Ecuadorians seek Chevron assets in Canada


A protracted fight over Amazon oilfield pollution reached Canada’s Supreme Court this month, with attorneys for oil giant Chevron seeking to block enforcement in Canada of a US$9.5 billion judgment that rainforest residents won against the company in Ecuador.

The dispute, aired in Canada’s high court on Dec. 11, pits the principle of limited liability between parent corporations and their subsidiaries against those of access to justice and the right to effective remedy. Lawyers for Chevron and Chevron Canada want the high court to find that Ontario’s Superior Court of Justice lacks jurisdiction to weigh a bid by the Ecuadorians, in seeking enforcement of the judgment, to seize assets from Chevron’s Canadian subsidiary. But the Ecuadorians’ attorneys contend that since Chevron has no presence in Ecuador, its assets elsewhere are fair game.

Chevron Canada attorney Benjamin Zarnett described his company as a “seventh-level indirect subsidiary” legally separate from Chevron. “There is no arguable case to treat its assets as available to meet the liability of Chevron Corp. under the Ecuadorian judgment…Even if it were correct that Ontario had jurisdiction, that’s not a connection to the legally separate and uninvolved Chevron Canada.”

Argued Chevron Corp. Counsel Clarke Hunter: “[T]here are no [Chevron Corp.] assets here and there never will be, and embarking on adjudication of the validity of this judgment [against Chevron] is an exercise in futility.”

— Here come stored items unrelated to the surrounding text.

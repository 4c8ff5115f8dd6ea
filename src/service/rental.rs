use crate::error::{AppError, AppResult};
use crate::model::equipment::EquipmentStatus;
use crate::model::rental::{
    RENTAL_NUMBER_PREFIX, Rental, RentalItem, RentalStatus, next_rental_number, rental_days, rental_total,
};
use crate::model::status::StatusFlow;
use crate::utils::db_utils::{BindValues, Filters, PageParams};
use chrono::{Datelike, Local, NaiveDate};
use serde::{Deserialize, Serialize};
use sqlx::{MySql, MySqlPool, Transaction};
use std::collections::HashMap;
use tracing::{debug, info};
use utoipa::{IntoParams, ToSchema};

const RENTAL_SELECT: &str = r#"
    SELECT id, rental_number, customer_name, start_date, expected_end_date, actual_end_date,
           status, total_amount, notes, created_by, completed_by, created_at
    FROM rentals
"#;

fn default_quantity() -> u32 {
    1
}

#[derive(Debug, Deserialize, ToSchema)]
pub struct NewRentalItem {
    pub equipment_id: u64,
    /// Defaults to the equipment's daily rate
    pub daily_rate: Option<f64>,
    #[serde(default = "default_quantity")]
    pub quantity: u32,
    pub operator_id: Option<u64>,
}

#[derive(Debug, Deserialize, ToSchema)]
pub struct CreateRental {
    #[schema(example = "Al Noor Contracting")]
    pub customer_name: String,
    #[schema(example = "2026-04-01", format = "date", value_type = String)]
    pub start_date: NaiveDate,
    #[schema(example = "2026-04-15", format = "date", value_type = String)]
    pub expected_end_date: NaiveDate,
    pub notes: Option<String>,
    pub items: Vec<NewRentalItem>,
}

#[derive(Debug, Deserialize, IntoParams)]
pub struct RentalQuery {
    pub page: Option<u32>,
    pub per_page: Option<u32>,
    pub status: Option<String>,
    /// Matches rental number or customer
    pub search: Option<String>,
}

#[derive(Debug, Serialize, ToSchema)]
pub struct RentalDetail {
    #[serde(flatten)]
    pub rental: Rental,
    pub items: Vec<RentalItem>,
    pub duration_days: i64,
    pub is_overdue: bool,
}

pub(crate) async fn items_of<'e, E>(executor: E, rental_id: u64) -> Result<Vec<RentalItem>, sqlx::Error>
where
    E: sqlx::Executor<'e, Database = MySql>,
{
    sqlx::query_as::<_, RentalItem>(
        "SELECT id, rental_id, equipment_id, daily_rate, quantity, operator_id FROM rental_items WHERE rental_id = ? ORDER BY id",
    )
    .bind(rental_id)
    .fetch_all(executor)
    .await
}

pub(crate) async fn lock(tx: &mut Transaction<'_, MySql>, rental_id: u64) -> AppResult<Rental> {
    sqlx::query_as::<_, Rental>(&format!("{} WHERE id = ? FOR UPDATE", RENTAL_SELECT))
        .bind(rental_id)
        .fetch_optional(&mut **tx)
        .await?
        .ok_or_else(|| AppError::not_found("Rental not found"))
}

pub async fn get(pool: &MySqlPool, rental_id: u64) -> AppResult<RentalDetail> {
    let rental = sqlx::query_as::<_, Rental>(&format!("{} WHERE id = ?", RENTAL_SELECT))
        .bind(rental_id)
        .fetch_optional(pool)
        .await?
        .ok_or_else(|| AppError::not_found("Rental not found"))?;
    let items = items_of(pool, rental_id).await?;

    let today = Local::now().date_naive();
    Ok(RentalDetail {
        duration_days: rental.duration_days(),
        is_overdue: rental.is_overdue(today),
        rental,
        items,
    })
}

/// Newest number of a year's sequence, compared numerically so that
/// `-100000` sorts after `-99999`.
const LAST_RENTAL_NUMBER_SQL: &str = r#"
    SELECT rental_number
    FROM rentals
    WHERE rental_number LIKE CONCAT(?, '%')
    ORDER BY CAST(SUBSTRING(rental_number, ?) AS UNSIGNED) DESC
    LIMIT 1
    FOR UPDATE
"#;

/// Reserves the next number of this year's sequence; the newest row is locked
/// until the surrounding transaction ends.
async fn generate_rental_number(tx: &mut Transaction<'_, MySql>, today: NaiveDate) -> Result<String, sqlx::Error> {
    let year_prefix = format!("{}{}-", RENTAL_NUMBER_PREFIX, today.year());

    let last: Option<String> = sqlx::query_scalar(LAST_RENTAL_NUMBER_SQL)
        .bind(&year_prefix)
        .bind(year_prefix.len() as u32 + 1)
        .fetch_optional(&mut **tx)
        .await?;

    Ok(next_rental_number(last.as_deref(), today))
}

pub async fn create(pool: &MySqlPool, input: &CreateRental, created_by: u64) -> AppResult<RentalDetail> {
    if input.customer_name.trim().is_empty() {
        return Err(AppError::bad_request("customer_name is required"));
    }
    if input.expected_end_date < input.start_date {
        return Err(AppError::bad_request("expected_end_date cannot be before start_date"));
    }
    if input.items.is_empty() {
        return Err(AppError::bad_request("A rental needs at least one item"));
    }
    if input.items.iter().any(|i| i.quantity == 0 || i.daily_rate.is_some_and(|r| r < 0.0)) {
        return Err(AppError::bad_request("Items need a positive quantity and a non-negative rate"));
    }

    let today = Local::now().date_naive();
    let mut tx = pool.begin().await?;

    // resolve default rates from the equipment itself
    let mut rates: HashMap<u64, f64> = HashMap::new();
    for item in &input.items {
        if rates.contains_key(&item.equipment_id) {
            continue;
        }
        let rate: Option<f64> = sqlx::query_scalar("SELECT daily_rate FROM equipment WHERE id = ?")
            .bind(item.equipment_id)
            .fetch_optional(&mut *tx)
            .await?;
        let rate = rate.ok_or_else(|| AppError::not_found(format!("Equipment {} not found", item.equipment_id)))?;
        rates.insert(item.equipment_id, rate);
    }

    let priced: Vec<(f64, u32)> = input
        .items
        .iter()
        .map(|i| {
            let listed = rates.get(&i.equipment_id).copied().unwrap_or_default();
            (i.daily_rate.unwrap_or(listed), i.quantity)
        })
        .collect();
    let total = rental_total(&priced, rental_days(input.start_date, input.expected_end_date));

    let rental_number = generate_rental_number(&mut tx, today).await?;
    debug!(rental_number = %rental_number, total, "Creating rental");

    let rental_id = sqlx::query(
        r#"
        INSERT INTO rentals
            (rental_number, customer_name, start_date, expected_end_date, status, total_amount, notes, created_by)
        VALUES (?, ?, ?, ?, ?, ?, ?, ?)
        "#,
    )
    .bind(&rental_number)
    .bind(input.customer_name.trim())
    .bind(input.start_date)
    .bind(input.expected_end_date)
    .bind(RentalStatus::Pending.as_ref())
    .bind(total)
    .bind(&input.notes)
    .bind(created_by)
    .execute(&mut *tx)
    .await?
    .last_insert_id();

    for (item, (rate, quantity)) in input.items.iter().zip(&priced) {
        sqlx::query(
            "INSERT INTO rental_items (rental_id, equipment_id, daily_rate, quantity, operator_id) VALUES (?, ?, ?, ?, ?)",
        )
        .bind(rental_id)
        .bind(item.equipment_id)
        .bind(rate)
        .bind(quantity)
        .bind(item.operator_id)
        .execute(&mut *tx)
        .await?;
    }

    tx.commit().await?;
    info!(rental_id, rental_number = %rental_number, "Rental created");
    get(pool, rental_id).await
}

/// Moves the rental's equipment from `from` to `to`, returning how many units moved.
async fn move_equipment(
    tx: &mut Transaction<'_, MySql>,
    rental_id: u64,
    from: EquipmentStatus,
    to: EquipmentStatus,
) -> Result<u64, sqlx::Error> {
    let moved = sqlx::query(
        r#"
        UPDATE equipment
        SET status = ?
        WHERE status = ? AND id IN (SELECT equipment_id FROM rental_items WHERE rental_id = ?)
        "#,
    )
    .bind(to.as_ref())
    .bind(from.as_ref())
    .bind(rental_id)
    .execute(&mut **tx)
    .await?
    .rows_affected();
    Ok(moved)
}

/// Hands the equipment out; every piece must be available.
pub async fn activate(pool: &MySqlPool, rental_id: u64) -> AppResult<RentalDetail> {
    let mut tx = pool.begin().await?;
    let rental = lock(&mut tx, rental_id).await?;
    RentalStatus::ensure_transition(&rental.status, RentalStatus::Active)?;

    let busy: Vec<(u64, String)> = sqlx::query_as(
        r#"
        SELECT e.id, e.status
        FROM equipment e
        JOIN rental_items ri ON ri.equipment_id = e.id
        WHERE ri.rental_id = ?
        FOR UPDATE
        "#,
    )
    .bind(rental_id)
    .fetch_all(&mut *tx)
    .await?;

    if let Some((equipment_id, status)) = busy.iter().find(|(_, s)| s != EquipmentStatus::Available.as_ref()) {
        return Err(AppError::conflict(format!(
            "Equipment {} is not available (status: {})",
            equipment_id, status
        )));
    }

    move_equipment(&mut tx, rental_id, EquipmentStatus::Available, EquipmentStatus::Rented).await?;
    sqlx::query("UPDATE rentals SET status = ? WHERE id = ?")
        .bind(RentalStatus::Active.as_ref())
        .bind(rental_id)
        .execute(&mut *tx)
        .await?;

    tx.commit().await?;
    info!(rental_id, "Rental activated");
    get(pool, rental_id).await
}

/// Closes an active rental today, re-prices it on the actual duration and releases the equipment.
pub async fn complete(pool: &MySqlPool, rental_id: u64, completed_by: u64) -> AppResult<RentalDetail> {
    let today = Local::now().date_naive();
    let mut tx = pool.begin().await?;
    let rental = lock(&mut tx, rental_id).await?;
    RentalStatus::ensure_transition(&rental.status, RentalStatus::Completed)?;

    let items = items_of(&mut *tx, rental_id).await?;
    let priced: Vec<(f64, u32)> = items.iter().map(|i| (i.daily_rate, i.quantity)).collect();
    let total = rental_total(&priced, rental_days(rental.start_date, today));

    sqlx::query(
        "UPDATE rentals SET status = ?, actual_end_date = ?, total_amount = ?, completed_by = ? WHERE id = ?",
    )
    .bind(RentalStatus::Completed.as_ref())
    .bind(today)
    .bind(total)
    .bind(completed_by)
    .bind(rental_id)
    .execute(&mut *tx)
    .await?;

    let released = move_equipment(&mut tx, rental_id, EquipmentStatus::Rented, EquipmentStatus::Available).await?;
    tx.commit().await?;

    info!(rental_id, released, total, "Rental completed");
    get(pool, rental_id).await
}

pub async fn cancel(pool: &MySqlPool, rental_id: u64) -> AppResult<RentalDetail> {
    let mut tx = pool.begin().await?;
    let rental = lock(&mut tx, rental_id).await?;
    let was = RentalStatus::ensure_transition(&rental.status, RentalStatus::Cancelled)?;

    sqlx::query("UPDATE rentals SET status = ? WHERE id = ?")
        .bind(RentalStatus::Cancelled.as_ref())
        .bind(rental_id)
        .execute(&mut *tx)
        .await?;

    let released = if was == RentalStatus::Active {
        move_equipment(&mut tx, rental_id, EquipmentStatus::Rented, EquipmentStatus::Available).await?
    } else {
        0
    };
    tx.commit().await?;

    info!(rental_id, released, "Rental cancelled");
    get(pool, rental_id).await
}

pub async fn list(pool: &MySqlPool, query: &RentalQuery, per_page_default: u32) -> AppResult<(Vec<Rental>, PageParams, i64)> {
    let page = PageParams::new(query.page, query.per_page, per_page_default);

    let mut filters = Filters::new();
    filters.push_opt("status = ?", query.status.as_deref());
    filters.search(&["rental_number", "customer_name"], query.search.as_deref());
    let where_clause = filters.where_clause();

    let total = sqlx::query_scalar::<_, i64>(&format!("SELECT COUNT(*) FROM rentals {}", where_clause))
        .bind_values(filters.values())
        .fetch_one(pool)
        .await?;

    let rows = sqlx::query_as::<_, Rental>(&format!(
        "{} {} ORDER BY id DESC LIMIT ? OFFSET ?",
        RENTAL_SELECT, where_clause
    ))
    .bind_values(filters.values())
    .bind(page.per_page)
    .bind(page.offset())
    .fetch_all(pool)
    .await?;

    Ok((rows, page, total))
}

/// Active rentals past their expected end date.
pub async fn overdue(pool: &MySqlPool) -> AppResult<Vec<Rental>> {
    let today = Local::now().date_naive();
    let rows = sqlx::query_as::<_, Rental>(&format!(
        "{} WHERE status = ? AND actual_end_date IS NULL AND expected_end_date < ? ORDER BY expected_end_date",
        RENTAL_SELECT
    ))
    .bind(RentalStatus::Active.as_ref())
    .bind(today)
    .fetch_all(pool)
    .await?;
    Ok(rows)
}

#[cfg(test)]
mod tests {
    use super::*;

    #[test]
    fn latest_rental_number_is_picked_by_numeric_suffix() {
        let sql = LAST_RENTAL_NUMBER_SQL.split_whitespace().collect::<Vec<_>>().join(" ");
        assert!(sql.contains("ORDER BY CAST(SUBSTRING(rental_number, ?) AS UNSIGNED) DESC"));
        assert!(!sql.contains("ORDER BY rental_number"));
    }

    #[test]
    fn items_default_to_single_unit() {
        let input: CreateRental = serde_json::from_value(serde_json::json!({
            "customer_name": "Al Noor",
            "start_date": "2026-04-01",
            "expected_end_date": "2026-04-05",
            "items": [{ "equipment_id": 3 }, { "equipment_id": 4, "daily_rate": 250.0, "quantity": 2 }]
        }))
        .unwrap();

        assert_eq!(input.items[0].quantity, 1);
        assert_eq!(input.items[0].daily_rate, None);
        assert_eq!(input.items[1].daily_rate, Some(250.0));
    }
}
use crate::error::AppError;
use std::fmt::Display;
use std::str::FromStr;

/// A record status with a fixed set of legal transitions.
pub trait StatusFlow: Copy + PartialEq + Display + FromStr + 'static {
    /// Name used in error messages, e.g. "leave request".
    const RECORD: &'static str;

    fn next_states(self) -> &'static [Self];

    fn can_transition_to(self, next: Self) -> bool {
        self.next_states().contains(&next)
    }

    fn is_final(self) -> bool {
        self.next_states().is_empty()
    }

    /// Parses the stored status and checks that `next` is reachable from it.
    fn ensure_transition(current: &str, next: Self) -> Result<Self, AppError> {
        let current = Self::parse_stored(current)?;

        if !current.can_transition_to(next) {
            return Err(AppError::unprocessable(format!(
                "Cannot move {} from '{}' to '{}'",
                Self::RECORD,
                current,
                next
            )));
        }

        Ok(current)
    }

    fn parse_stored(raw: &str) -> Result<Self, AppError> {
        Self::from_str(raw).map_err(|_| {
            AppError::internal(format!("unknown {} status '{}'", Self::RECORD, raw))
        })
    }
}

“Piercing the corporate veil”

Alan Lenczner, counsel for the Ecuadorians, acknowledged for his part that Chevron Canada has no direct connection to Ecuador, but said the Ontario court has jurisdiction over Chevron Canada, which, in turn, is an asset of Chevron Corp. By “piercing the corporate veil,” Lenczner said at the hearing, its assets could be seized. He added that in any event, the question of whether Chevron Corp. has assets in Ontario ought to be looked at once the matter of jurisdiction is settled. “They may have assets in this province,” Lenczner said. “They may get assets in other provinces... I don’t think futility is an answer at this stage to this case. ”

Prompting the litigation here is an effort by Ecuadorian rainforest residents to enforce a damage award they won after prevailing against Chevron in a landmark pollution suit in 2011. The total award reached $19 billion, but was cut to $9.5 billion on appeal in 2013.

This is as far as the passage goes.